Supplied material –

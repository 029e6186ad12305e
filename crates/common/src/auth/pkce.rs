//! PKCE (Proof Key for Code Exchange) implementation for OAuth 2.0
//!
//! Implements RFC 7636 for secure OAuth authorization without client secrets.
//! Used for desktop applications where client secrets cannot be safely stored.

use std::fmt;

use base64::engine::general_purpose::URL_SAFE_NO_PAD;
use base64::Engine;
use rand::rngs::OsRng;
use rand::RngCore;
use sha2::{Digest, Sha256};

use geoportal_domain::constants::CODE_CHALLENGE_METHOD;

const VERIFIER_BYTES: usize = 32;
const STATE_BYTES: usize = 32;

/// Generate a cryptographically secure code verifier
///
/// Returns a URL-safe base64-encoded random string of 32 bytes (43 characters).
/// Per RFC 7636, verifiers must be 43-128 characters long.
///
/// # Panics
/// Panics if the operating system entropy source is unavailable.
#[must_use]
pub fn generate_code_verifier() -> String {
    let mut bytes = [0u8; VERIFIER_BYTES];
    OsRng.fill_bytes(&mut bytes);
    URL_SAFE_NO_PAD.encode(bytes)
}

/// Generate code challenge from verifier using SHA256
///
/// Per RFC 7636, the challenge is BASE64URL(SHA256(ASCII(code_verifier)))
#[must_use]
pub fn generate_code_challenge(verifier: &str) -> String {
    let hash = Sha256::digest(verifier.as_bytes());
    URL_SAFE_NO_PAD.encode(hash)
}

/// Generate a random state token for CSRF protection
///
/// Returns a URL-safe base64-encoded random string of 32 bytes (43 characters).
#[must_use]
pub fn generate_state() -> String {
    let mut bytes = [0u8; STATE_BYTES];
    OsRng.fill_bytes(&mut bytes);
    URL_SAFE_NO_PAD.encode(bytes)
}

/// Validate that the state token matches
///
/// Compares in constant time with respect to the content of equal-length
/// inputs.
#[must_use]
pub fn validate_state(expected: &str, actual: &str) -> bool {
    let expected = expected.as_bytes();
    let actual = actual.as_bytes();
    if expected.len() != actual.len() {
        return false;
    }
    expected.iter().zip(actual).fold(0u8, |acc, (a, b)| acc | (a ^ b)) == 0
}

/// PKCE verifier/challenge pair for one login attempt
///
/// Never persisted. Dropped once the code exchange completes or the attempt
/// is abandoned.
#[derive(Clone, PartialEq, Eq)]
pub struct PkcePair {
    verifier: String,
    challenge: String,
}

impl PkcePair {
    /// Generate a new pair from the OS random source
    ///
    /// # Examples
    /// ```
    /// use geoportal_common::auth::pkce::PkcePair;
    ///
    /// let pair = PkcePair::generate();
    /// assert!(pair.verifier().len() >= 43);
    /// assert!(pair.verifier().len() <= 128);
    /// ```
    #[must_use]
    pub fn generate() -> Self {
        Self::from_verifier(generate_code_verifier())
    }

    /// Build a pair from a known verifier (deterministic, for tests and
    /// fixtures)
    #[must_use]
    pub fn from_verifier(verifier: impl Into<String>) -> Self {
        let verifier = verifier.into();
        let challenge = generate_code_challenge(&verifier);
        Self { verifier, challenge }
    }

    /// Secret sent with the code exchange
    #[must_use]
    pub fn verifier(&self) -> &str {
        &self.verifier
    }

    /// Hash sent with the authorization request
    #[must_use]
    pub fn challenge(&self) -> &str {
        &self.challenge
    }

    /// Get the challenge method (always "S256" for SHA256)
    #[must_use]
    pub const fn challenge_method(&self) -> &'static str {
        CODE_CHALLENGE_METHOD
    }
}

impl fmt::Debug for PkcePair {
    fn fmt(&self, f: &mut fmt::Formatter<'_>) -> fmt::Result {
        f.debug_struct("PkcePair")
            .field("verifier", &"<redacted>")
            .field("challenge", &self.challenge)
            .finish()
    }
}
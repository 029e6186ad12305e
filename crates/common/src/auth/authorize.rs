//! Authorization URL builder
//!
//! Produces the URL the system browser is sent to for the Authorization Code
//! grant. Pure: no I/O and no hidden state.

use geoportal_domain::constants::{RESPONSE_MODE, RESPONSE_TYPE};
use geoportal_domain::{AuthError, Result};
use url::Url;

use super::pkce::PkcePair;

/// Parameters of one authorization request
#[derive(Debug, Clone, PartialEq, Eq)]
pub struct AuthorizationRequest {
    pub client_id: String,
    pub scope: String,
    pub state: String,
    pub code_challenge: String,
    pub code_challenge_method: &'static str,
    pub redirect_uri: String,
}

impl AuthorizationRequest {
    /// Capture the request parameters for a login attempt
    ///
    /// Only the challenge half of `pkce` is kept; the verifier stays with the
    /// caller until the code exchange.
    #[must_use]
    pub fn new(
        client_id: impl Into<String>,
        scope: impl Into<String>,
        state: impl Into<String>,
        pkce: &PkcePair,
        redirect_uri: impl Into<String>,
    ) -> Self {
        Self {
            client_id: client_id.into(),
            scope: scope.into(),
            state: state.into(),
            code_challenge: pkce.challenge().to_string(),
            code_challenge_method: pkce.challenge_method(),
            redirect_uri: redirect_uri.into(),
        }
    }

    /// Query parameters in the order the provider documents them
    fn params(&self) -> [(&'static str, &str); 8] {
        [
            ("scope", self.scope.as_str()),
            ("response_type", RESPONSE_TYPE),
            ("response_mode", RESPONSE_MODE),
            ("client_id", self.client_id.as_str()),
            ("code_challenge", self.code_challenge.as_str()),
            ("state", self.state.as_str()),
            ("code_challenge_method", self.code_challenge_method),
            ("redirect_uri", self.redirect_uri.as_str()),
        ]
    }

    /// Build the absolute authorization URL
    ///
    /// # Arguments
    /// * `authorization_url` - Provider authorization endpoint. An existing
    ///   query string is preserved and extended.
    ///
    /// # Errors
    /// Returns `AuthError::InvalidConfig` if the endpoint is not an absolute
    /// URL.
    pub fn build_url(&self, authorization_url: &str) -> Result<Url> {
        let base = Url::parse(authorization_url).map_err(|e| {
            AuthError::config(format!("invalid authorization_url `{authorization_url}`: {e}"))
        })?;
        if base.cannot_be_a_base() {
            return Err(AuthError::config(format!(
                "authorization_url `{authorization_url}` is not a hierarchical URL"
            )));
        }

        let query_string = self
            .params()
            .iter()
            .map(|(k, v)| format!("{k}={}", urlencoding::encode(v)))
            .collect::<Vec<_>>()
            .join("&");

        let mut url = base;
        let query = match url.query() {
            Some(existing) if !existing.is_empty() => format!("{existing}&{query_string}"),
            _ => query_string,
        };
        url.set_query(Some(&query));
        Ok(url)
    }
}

Exercise instructions –
What is the number of lines in the data above that contain the word "source"? Report the figure only.

Reply –
2